Action item
For the entries below, print exactly the lines between the line holding "filename rs-subst-core/src/analysis/reference.rs" and the line holding "be parsed once.", inclusive, and nothing else.

Listed records
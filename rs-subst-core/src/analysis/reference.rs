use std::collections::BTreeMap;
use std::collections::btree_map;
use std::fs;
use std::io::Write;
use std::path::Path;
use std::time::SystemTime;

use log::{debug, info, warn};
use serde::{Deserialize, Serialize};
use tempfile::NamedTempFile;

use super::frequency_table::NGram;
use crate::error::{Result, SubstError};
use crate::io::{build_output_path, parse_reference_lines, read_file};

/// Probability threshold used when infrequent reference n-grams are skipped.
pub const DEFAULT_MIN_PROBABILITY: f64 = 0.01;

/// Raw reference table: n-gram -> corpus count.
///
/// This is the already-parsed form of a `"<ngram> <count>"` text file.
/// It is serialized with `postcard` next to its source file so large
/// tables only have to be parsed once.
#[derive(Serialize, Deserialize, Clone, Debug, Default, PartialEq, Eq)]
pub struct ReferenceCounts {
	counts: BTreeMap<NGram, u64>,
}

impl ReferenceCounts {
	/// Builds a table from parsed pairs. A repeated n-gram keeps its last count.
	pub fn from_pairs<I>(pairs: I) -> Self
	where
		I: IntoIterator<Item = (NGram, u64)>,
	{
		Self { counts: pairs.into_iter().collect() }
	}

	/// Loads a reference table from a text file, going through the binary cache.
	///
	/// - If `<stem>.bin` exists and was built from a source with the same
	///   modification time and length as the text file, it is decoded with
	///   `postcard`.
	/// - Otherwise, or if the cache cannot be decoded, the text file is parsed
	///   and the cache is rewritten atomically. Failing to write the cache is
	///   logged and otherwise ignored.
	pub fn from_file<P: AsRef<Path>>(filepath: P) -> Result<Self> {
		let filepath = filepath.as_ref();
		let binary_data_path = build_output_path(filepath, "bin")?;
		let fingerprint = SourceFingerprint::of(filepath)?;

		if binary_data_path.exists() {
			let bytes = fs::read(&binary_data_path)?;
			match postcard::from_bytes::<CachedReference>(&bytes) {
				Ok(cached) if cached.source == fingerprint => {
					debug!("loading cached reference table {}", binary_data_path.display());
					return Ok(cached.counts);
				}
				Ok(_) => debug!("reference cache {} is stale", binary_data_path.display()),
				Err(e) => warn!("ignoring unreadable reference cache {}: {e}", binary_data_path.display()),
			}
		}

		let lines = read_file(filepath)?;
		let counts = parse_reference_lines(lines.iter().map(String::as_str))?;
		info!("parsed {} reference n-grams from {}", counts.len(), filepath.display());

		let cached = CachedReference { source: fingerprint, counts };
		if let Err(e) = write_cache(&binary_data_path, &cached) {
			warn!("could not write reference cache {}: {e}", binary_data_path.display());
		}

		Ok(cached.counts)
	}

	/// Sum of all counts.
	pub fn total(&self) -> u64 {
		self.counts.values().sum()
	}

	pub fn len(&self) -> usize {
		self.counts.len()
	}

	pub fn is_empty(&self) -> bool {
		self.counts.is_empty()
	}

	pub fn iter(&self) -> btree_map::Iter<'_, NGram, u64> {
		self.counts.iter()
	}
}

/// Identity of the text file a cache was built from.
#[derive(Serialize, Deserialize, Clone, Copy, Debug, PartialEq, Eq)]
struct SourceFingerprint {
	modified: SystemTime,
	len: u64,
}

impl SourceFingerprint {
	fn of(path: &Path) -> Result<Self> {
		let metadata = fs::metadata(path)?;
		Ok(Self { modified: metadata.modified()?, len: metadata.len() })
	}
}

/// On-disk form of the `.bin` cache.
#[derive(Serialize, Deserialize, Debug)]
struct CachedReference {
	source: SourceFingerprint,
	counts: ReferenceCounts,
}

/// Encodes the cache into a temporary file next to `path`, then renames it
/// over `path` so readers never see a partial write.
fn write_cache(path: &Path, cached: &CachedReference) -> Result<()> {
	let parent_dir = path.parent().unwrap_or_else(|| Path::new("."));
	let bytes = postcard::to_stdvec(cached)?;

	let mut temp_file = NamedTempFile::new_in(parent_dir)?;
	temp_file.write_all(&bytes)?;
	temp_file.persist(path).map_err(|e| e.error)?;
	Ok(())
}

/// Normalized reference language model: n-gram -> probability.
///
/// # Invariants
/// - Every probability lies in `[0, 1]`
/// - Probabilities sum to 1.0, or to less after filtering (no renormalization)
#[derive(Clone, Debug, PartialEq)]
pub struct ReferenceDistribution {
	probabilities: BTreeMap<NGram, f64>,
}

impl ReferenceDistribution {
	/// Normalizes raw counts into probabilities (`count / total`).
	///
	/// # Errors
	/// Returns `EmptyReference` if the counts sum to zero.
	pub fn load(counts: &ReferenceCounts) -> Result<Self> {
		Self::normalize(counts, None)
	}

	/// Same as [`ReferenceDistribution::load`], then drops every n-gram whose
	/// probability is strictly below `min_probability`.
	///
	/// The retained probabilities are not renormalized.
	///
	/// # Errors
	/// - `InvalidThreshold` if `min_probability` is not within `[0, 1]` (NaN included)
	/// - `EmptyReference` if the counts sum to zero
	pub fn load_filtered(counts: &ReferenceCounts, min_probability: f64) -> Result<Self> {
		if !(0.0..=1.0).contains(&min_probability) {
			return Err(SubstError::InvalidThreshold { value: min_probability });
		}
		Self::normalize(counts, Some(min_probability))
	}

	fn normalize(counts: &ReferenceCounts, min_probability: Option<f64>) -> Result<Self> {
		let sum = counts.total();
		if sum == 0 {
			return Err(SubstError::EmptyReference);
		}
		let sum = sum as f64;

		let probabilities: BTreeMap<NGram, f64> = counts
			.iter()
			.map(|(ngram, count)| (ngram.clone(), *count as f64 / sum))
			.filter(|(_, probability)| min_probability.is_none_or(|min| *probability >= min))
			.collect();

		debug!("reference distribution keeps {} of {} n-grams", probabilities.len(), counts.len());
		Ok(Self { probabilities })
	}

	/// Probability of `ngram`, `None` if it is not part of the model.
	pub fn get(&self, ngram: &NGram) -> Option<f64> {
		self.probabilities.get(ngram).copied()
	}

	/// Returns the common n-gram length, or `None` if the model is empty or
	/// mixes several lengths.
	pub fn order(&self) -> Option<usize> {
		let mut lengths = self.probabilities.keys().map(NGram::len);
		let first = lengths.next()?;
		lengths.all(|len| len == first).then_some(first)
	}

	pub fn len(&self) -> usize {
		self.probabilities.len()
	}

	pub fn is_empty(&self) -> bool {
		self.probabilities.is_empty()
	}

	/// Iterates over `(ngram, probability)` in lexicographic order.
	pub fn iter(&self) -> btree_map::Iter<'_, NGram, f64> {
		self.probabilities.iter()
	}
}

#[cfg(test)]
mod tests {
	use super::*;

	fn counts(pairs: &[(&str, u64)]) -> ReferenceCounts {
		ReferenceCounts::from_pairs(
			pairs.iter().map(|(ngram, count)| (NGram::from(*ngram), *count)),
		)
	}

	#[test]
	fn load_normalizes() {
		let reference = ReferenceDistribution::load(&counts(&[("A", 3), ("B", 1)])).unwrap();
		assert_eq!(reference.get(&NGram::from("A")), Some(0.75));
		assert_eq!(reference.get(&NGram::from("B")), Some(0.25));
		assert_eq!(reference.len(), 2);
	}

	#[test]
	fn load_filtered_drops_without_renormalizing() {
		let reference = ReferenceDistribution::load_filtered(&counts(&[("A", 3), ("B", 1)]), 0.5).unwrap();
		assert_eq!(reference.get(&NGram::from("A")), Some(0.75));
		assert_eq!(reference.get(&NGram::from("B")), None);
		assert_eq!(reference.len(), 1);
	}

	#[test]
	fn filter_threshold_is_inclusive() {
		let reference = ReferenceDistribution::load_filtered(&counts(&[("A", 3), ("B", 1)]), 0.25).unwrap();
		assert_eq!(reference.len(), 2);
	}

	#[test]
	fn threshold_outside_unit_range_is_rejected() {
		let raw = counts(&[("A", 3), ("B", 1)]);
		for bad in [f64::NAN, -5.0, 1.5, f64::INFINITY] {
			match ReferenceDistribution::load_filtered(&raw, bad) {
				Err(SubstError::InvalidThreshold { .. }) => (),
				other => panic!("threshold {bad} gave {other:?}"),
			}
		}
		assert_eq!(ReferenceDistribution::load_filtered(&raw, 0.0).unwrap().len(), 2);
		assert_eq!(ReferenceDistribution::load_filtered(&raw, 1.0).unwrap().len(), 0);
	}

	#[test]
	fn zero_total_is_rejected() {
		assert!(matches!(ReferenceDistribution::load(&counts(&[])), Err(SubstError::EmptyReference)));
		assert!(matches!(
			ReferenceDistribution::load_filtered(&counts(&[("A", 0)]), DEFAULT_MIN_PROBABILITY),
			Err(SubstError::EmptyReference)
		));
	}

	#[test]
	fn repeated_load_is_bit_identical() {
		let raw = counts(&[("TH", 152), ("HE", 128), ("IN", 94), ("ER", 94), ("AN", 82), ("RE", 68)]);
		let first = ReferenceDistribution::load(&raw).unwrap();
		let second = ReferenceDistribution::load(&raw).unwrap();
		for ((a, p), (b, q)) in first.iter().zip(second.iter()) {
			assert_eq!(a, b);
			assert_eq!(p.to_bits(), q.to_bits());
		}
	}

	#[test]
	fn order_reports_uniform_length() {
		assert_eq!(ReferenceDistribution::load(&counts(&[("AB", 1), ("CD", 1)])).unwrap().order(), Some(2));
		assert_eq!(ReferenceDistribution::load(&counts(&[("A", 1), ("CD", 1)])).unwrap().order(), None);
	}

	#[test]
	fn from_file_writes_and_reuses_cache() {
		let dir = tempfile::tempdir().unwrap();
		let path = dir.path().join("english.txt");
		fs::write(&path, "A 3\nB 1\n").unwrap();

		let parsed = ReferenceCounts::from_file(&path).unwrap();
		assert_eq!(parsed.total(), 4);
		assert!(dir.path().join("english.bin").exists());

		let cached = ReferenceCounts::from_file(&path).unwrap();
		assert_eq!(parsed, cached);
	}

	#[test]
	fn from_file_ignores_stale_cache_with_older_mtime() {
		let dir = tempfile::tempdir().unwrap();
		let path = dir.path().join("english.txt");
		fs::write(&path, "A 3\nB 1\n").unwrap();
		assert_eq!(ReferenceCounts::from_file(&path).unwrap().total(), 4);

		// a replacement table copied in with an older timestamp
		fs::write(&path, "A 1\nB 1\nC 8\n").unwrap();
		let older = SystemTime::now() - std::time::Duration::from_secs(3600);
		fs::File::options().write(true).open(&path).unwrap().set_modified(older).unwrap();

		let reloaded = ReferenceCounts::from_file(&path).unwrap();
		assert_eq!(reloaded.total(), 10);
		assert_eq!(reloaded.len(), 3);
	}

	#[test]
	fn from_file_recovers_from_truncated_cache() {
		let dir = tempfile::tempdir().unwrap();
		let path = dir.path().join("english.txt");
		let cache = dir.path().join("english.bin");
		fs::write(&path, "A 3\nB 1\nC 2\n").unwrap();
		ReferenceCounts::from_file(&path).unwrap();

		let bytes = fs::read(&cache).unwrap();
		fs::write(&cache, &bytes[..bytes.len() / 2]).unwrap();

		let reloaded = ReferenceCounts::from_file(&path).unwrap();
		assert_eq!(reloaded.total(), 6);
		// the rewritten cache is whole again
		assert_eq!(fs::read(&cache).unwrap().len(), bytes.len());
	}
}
...
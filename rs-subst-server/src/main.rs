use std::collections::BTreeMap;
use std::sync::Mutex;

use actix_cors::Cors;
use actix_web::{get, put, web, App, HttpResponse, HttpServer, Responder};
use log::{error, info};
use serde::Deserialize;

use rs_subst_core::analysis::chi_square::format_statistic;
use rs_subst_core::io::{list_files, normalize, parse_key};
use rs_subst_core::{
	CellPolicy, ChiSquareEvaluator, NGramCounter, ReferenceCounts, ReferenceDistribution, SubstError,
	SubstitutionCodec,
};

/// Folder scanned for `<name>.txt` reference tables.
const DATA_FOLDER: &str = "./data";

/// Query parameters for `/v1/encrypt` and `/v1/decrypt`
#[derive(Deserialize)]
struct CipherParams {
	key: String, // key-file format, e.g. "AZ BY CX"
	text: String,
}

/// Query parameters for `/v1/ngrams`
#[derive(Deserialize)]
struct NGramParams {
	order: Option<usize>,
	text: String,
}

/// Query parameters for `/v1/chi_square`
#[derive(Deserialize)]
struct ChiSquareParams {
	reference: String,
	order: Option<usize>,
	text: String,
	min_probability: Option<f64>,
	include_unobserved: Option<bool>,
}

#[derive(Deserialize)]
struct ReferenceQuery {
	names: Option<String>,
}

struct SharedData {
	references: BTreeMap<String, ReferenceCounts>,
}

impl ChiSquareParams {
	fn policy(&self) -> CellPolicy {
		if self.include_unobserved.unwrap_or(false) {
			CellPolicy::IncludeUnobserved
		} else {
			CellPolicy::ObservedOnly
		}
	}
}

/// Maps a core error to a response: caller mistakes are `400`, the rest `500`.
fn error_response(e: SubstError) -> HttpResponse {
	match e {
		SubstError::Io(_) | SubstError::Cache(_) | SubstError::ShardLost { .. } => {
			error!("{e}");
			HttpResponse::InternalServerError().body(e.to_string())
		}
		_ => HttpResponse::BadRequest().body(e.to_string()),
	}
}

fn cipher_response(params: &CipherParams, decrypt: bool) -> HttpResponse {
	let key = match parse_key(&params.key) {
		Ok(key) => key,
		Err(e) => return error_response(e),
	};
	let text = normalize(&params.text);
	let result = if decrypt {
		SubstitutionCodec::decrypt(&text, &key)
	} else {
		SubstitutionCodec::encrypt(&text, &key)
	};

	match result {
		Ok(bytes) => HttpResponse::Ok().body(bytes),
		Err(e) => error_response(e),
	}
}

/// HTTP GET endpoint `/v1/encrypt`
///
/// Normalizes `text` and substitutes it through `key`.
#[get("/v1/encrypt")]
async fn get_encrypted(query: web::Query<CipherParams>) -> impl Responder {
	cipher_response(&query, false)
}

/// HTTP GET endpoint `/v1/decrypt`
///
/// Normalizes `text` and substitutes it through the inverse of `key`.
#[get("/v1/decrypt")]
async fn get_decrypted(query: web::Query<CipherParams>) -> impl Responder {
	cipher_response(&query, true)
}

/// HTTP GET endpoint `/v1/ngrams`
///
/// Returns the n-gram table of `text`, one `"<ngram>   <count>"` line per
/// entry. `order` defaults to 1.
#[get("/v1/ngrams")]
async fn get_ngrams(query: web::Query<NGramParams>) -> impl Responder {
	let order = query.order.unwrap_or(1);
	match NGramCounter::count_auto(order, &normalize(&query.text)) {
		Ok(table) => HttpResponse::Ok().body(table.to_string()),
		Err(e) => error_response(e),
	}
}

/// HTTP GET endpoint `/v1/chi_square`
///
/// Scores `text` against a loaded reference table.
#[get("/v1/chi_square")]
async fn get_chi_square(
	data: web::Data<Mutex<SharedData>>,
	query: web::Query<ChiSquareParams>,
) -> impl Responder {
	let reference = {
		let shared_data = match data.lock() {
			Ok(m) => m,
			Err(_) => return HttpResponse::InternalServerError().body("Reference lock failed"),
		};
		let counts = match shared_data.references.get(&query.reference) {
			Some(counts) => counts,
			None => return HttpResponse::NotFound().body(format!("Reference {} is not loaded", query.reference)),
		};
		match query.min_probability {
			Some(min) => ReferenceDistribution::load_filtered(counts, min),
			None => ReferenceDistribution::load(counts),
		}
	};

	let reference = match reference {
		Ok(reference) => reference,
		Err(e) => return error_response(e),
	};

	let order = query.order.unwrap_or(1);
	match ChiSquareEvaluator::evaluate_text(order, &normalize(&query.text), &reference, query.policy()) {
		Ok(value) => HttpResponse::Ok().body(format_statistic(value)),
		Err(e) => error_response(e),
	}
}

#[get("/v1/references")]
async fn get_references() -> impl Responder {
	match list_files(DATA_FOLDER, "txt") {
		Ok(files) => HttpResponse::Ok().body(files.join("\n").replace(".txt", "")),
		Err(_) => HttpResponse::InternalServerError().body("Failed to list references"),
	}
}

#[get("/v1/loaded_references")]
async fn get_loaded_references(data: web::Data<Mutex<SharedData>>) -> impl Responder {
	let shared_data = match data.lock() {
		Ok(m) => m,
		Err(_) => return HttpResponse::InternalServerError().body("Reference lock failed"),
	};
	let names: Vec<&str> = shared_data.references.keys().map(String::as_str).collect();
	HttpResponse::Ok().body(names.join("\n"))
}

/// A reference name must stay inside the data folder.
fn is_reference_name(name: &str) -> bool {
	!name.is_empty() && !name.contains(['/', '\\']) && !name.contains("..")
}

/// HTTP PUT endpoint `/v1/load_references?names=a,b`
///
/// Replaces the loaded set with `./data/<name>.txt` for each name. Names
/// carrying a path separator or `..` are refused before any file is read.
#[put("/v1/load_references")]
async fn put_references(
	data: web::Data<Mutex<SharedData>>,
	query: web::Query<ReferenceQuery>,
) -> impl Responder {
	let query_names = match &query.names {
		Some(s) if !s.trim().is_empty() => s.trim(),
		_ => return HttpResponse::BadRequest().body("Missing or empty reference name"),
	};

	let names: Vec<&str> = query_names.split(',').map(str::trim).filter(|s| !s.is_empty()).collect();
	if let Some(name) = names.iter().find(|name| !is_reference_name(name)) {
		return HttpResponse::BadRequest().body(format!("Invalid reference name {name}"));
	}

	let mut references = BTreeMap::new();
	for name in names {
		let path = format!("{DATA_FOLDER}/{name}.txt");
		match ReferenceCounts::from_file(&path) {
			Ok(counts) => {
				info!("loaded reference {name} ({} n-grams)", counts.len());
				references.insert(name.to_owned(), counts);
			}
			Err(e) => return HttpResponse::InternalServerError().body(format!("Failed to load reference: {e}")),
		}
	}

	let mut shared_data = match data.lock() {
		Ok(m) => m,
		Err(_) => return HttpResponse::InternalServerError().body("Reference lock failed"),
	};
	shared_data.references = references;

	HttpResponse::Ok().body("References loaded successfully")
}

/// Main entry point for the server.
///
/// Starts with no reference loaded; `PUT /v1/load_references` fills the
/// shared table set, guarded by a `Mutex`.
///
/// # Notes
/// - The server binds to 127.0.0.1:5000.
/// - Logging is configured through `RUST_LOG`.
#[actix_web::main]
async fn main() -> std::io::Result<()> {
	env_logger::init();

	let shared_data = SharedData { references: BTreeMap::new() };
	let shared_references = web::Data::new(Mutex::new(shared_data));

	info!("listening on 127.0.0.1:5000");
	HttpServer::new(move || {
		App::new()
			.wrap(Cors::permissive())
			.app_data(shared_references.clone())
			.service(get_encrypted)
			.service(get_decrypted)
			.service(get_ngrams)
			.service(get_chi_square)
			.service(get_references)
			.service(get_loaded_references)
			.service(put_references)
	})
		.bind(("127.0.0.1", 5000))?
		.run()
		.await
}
* * *
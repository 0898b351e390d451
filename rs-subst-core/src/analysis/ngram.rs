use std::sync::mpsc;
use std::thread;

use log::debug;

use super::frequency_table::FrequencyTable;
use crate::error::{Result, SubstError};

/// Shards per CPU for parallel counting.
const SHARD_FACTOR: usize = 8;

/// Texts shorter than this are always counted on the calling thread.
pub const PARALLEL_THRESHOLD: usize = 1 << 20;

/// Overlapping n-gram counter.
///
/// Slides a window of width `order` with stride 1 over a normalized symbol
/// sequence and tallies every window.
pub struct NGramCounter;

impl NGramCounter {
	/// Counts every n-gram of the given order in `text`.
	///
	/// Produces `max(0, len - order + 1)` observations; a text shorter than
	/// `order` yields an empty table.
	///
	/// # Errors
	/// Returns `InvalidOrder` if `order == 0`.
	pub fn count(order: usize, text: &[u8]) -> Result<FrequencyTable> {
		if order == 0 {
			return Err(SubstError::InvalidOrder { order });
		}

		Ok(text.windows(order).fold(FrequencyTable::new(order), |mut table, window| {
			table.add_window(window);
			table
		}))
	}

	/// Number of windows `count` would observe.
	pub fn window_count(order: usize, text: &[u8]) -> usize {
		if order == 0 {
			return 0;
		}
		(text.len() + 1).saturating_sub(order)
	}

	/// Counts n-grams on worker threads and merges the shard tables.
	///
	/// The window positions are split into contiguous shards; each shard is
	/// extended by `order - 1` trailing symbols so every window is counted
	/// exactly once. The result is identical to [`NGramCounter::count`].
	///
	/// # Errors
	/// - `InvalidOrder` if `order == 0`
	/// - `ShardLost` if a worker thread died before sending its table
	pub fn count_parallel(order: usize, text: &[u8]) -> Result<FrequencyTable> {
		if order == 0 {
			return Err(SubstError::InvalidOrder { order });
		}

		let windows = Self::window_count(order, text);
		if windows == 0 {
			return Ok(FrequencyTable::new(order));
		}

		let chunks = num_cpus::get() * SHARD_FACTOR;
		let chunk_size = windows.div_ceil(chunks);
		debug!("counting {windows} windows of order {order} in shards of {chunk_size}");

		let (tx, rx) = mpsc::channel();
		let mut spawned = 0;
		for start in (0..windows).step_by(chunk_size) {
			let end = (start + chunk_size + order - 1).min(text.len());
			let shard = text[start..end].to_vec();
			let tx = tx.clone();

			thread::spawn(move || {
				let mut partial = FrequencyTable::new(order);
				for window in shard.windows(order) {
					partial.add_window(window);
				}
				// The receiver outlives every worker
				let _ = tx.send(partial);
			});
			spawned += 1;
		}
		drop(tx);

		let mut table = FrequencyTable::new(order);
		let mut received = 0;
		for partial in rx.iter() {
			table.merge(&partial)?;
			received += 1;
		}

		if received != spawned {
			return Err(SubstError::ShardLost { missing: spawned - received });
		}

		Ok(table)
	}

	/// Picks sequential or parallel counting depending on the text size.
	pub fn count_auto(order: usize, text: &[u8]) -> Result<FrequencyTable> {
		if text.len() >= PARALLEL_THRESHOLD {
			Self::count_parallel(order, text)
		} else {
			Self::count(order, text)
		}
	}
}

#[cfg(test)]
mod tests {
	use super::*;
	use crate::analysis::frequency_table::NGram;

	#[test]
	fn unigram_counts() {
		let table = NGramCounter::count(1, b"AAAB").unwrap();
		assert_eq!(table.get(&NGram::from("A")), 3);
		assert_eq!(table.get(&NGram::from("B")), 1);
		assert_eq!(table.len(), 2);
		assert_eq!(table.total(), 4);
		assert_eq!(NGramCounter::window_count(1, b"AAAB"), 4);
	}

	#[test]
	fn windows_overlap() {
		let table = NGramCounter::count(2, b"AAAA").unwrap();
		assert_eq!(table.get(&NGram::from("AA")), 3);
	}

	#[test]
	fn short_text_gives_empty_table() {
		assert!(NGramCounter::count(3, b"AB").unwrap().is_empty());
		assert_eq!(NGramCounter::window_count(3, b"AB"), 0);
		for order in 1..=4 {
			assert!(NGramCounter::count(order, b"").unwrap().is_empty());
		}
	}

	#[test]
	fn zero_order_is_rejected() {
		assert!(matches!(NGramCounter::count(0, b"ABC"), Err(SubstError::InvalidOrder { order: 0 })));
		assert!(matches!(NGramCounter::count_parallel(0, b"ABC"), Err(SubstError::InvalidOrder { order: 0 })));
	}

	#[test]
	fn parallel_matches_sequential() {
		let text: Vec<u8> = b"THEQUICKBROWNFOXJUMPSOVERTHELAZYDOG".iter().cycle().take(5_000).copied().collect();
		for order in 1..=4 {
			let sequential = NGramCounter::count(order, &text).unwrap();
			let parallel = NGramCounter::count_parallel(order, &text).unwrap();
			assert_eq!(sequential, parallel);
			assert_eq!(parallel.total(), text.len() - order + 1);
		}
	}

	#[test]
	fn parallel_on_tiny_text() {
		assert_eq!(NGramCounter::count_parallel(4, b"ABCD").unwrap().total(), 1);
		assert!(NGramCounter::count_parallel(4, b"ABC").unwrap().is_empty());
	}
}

Reply
filename rs-subst-core/src/analysis/reference.rs
use std::collections::BTreeMap;
use std::collections::btree_map;
use std::fs;
use std::io::Write;
use std::path::Path;
use std::time::SystemTime;

use log::{debug, info, warn};
use serde::{Deserialize, Serialize};
use tempfile::NamedTempFile;

use super::frequency_table::NGram;
use crate::error::{Result, SubstError};
use crate::io::{build_output_path, parse_reference_lines, read_file};

/// Probability threshold used when infrequent reference n-grams are skipped.
pub const DEFAULT_MIN_PROBABILITY: f64 = 0.01;

/// Raw reference table: n-gram -> corpus count.
///
/// This is the already-parsed form of a `"<ngram> <count>"` text file.
/// It is serialized with `postcard` next to its source file so large
/// tables only have to be parsed once.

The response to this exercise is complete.